「見せ物」として人を呼び、「生命の歌」を聴かせる。
率直な印象を言うと、こんな感じなのだ。
シチリア出身のチェリスト、ジョヴァンニ・ソッリマと、氷の彫刻家ティム・リンハートを中心にして行われたプロジェクト〝N-Ice Cello〟を追いかけたドキュメンタリー映画『氷のチェロ物語』を観た。
2018年に行われた、アルプスの氷河から作られた〝氷のチェロ〟をソッリマが弾くツアーを、アルプスの麓トレントからソッリマの故郷シチリアまで追いかけた映像作品で、音楽のほか、ソッリマとリンハートをはじめチェロを運ぶクルーたちの心が徐々にひとつに繋がっていく様子も描かれる。
氷のチェロは、普通に運んでいたら溶けてしまうので、冷気を保つ特別な車両を用いて運搬し、演奏の際も特別なテントの中で演奏する。

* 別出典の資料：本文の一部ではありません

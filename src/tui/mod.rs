//! Terminal front end.

mod app;
mod input;
mod ui;

pub use app::App;
pub use input::{Action, map_key, map_mouse, move_cursor};
pub use ui::{HitMap, draw};

use anyhow::{Context, Result};
use crossterm::{
    cursor::Show,
    event::{self, DisableMouseCapture, EnableMouseCapture},
    execute,
    terminal::{
        EnterAlternateScreen, LeaveAlternateScreen, SetTitle, disable_raw_mode, enable_raw_mode,
    },
};
use ratatui::{Terminal, backend::CrosstermBackend};
use std::io::{self, Stdout, Write};
use tracing::{error, info, instrument, warn};

use crate::config::AppConfig;

type Tui = Terminal<CrosstermBackend<Stdout>>;

/// Runs the game until the user quits.
///
/// The terminal is restored on every exit path, including panics.
#[instrument(skip_all, fields(mouse = *config.mouse()))]
pub fn run(config: &AppConfig) -> Result<()> {
    info!("Starting tic-tac-toe TUI");

    let guard = TerminalGuard::enter(*config.mouse())?;
    install_panic_hook(guard.mouse);

    let res = Terminal::new(CrosstermBackend::new(io::stdout()))
        .context("Failed to create terminal")
        .and_then(|mut terminal| {
            let mut app = App::new(*config.show_hint());
            run_app(&mut terminal, &mut app)
        });
    if let Err(err) = &res {
        error!(error = ?err, "Game loop error");
    }

    guard.finish().context("Failed to restore terminal")?;
    res
}

/// Undoes raw mode, alternate screen and mouse capture.
///
/// Every step runs even when an earlier one fails; the first error is
/// returned.
fn restore_terminal<W: Write>(
    out: &mut W,
    mouse: bool,
    disable_raw: impl FnOnce() -> io::Result<()>,
) -> io::Result<()> {
    let mut first_err = disable_raw().err();
    if mouse && let Err(e) = execute!(out, DisableMouseCapture) {
        first_err.get_or_insert(e);
    }
    if let Err(e) = execute!(out, LeaveAlternateScreen) {
        first_err.get_or_insert(e);
    }
    if let Err(e) = execute!(out, Show) {
        first_err.get_or_insert(e);
    }
    first_err.map_or(Ok(()), Err)
}

/// Restores the terminal before the default panic message is printed.
fn install_panic_hook(mouse: bool) {
    let original_hook = std::panic::take_hook();
    std::panic::set_hook(Box::new(move |panic_info| {
        let _ = restore_terminal(&mut io::stdout(), mouse, disable_raw_mode);
        original_hook(panic_info);
    }));
}

/// Holds the terminal in raw mode; restores it when dropped.
struct TerminalGuard {
    mouse: bool,
    restored: bool,
}

impl TerminalGuard {
    /// Enables raw mode and the alternate screen, optionally mouse capture.
    ///
    /// The guard exists as soon as raw mode is on, so a later setup
    /// failure still restores the terminal.
    fn enter(mouse: bool) -> Result<Self> {
        enable_raw_mode().context("Failed to enable raw mode")?;
        let mut guard = Self {
            mouse: false,
            restored: false,
        };

        let mut stdout = io::stdout();
        execute!(stdout, EnterAlternateScreen).context("Failed to enter alternate screen")?;
        if mouse {
            execute!(stdout, EnableMouseCapture).context("Failed to enable mouse capture")?;
            guard.mouse = true;
        }
        Ok(guard)
    }

    /// Restores the terminal and reports the first failure.
    fn finish(mut self) -> io::Result<()> {
        self.restored = true;
        restore_terminal(&mut io::stdout(), self.mouse, disable_raw_mode)
    }
}

impl Drop for TerminalGuard {
    fn drop(&mut self) {
        if self.restored {
            return;
        }
        if let Err(e) = restore_terminal(&mut io::stdout(), self.mouse, disable_raw_mode) {
            warn!(error = %e, "Failed to restore terminal");
        }
    }
}

/// Draws, announces status changes, then blocks for the next event.
fn run_app(terminal: &mut Tui, app: &mut App) -> Result<()> {
    loop {
        let mut hits = HitMap::default();
        terminal.draw(|frame| hits = draw(frame, &*app))?;
        app.set_hits(hits);

        if let Some(text) = app.take_announcement() {
            info!(status = %text, "Status announced");
            execute!(terminal.backend_mut(), SetTitle(&text))?;
        }

        let event = event::read().context("Failed to read terminal event")?;
        app.handle_event(event);

        if *app.should_quit() {
            info!("User quit");
            return Ok(());
        }
    }
}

その透明なテントが、いわゆる「見せ物」を連想させるのだ。
例えば、ライオンのような猛獣を檻に入れて町に連れてきたとする。檻の周りには人が群がり、金を払ってでも中を見たいと思うだろう。そんな、人の好奇心を掻き立てる装置の役割をテントが果たしているように思えるのである。
そして、「生命の歌」である。
私は幸運にも、2019年に来日したジョヴァンニ・ソッリマにインタビューし、彼の音楽や人生に対する考え方を聞くことができた。
コンサートのレポート↓
インタビュー↓
クラシック、現代音楽、ミニマル・ミュージック、そして民俗音楽……。さまざまな側面から語られるソッリマの音楽。どの文脈からアプローチしても、聴く者が導かれるのは、生命の源にある神秘だったり、美しさだったりすることに異を唱える人は多くないのでは、と思う。
「太古から文化の十字路であり、多様な民族が行き来したシチリアの、失われた記憶がほしい」と彼は作品の中で語っている。
恐らく彼が音楽で到達しようとしているのは、もっともっと深い場所にあるどこかなのだ、などと言ったらロマンチックに過ぎるだろうか。
そう考えを巡らせると、先ほど「見せ物」と表現したテントが、まるで子宮であるかのように思えてくるから不思議である。
氷でチェロを作り、後生大事に運び、音楽家が演奏する。
途中、機材トラブルでチェロが溶けてしまいそうになる危機も幾度か訪れる。
これに対し、大の大人が何人もかかりきり、まさに命がけでチェロを守りぬく様子、そして溶けゆくチェロに更なるロマンも感じつつ懸命に対峙するソッリマの姿は、傍から見たら、ひょっとするとかなり滑稽に映るかもしれない。
しかし、氷、つまりは水に生命の神秘を見出した彼らにとっては、まさに自らの信念を実現するためのプロジェクトで、スタッフ全員の情熱は、ソッリマの音楽がより崇高な何かへと昇華させたといっていい。この映画は、自らにどこまでも正直であれ、とも言っているように思える。
また、このプロジェクトは、地球温暖化に対するメッセージとしての側面を持っている。
「失われた記憶」つまり過去に想いを馳せる一方で、現代社会が抱える問題にもしかとコミットしているのが、ソッリマの音楽に確たる現代性を与えているのである。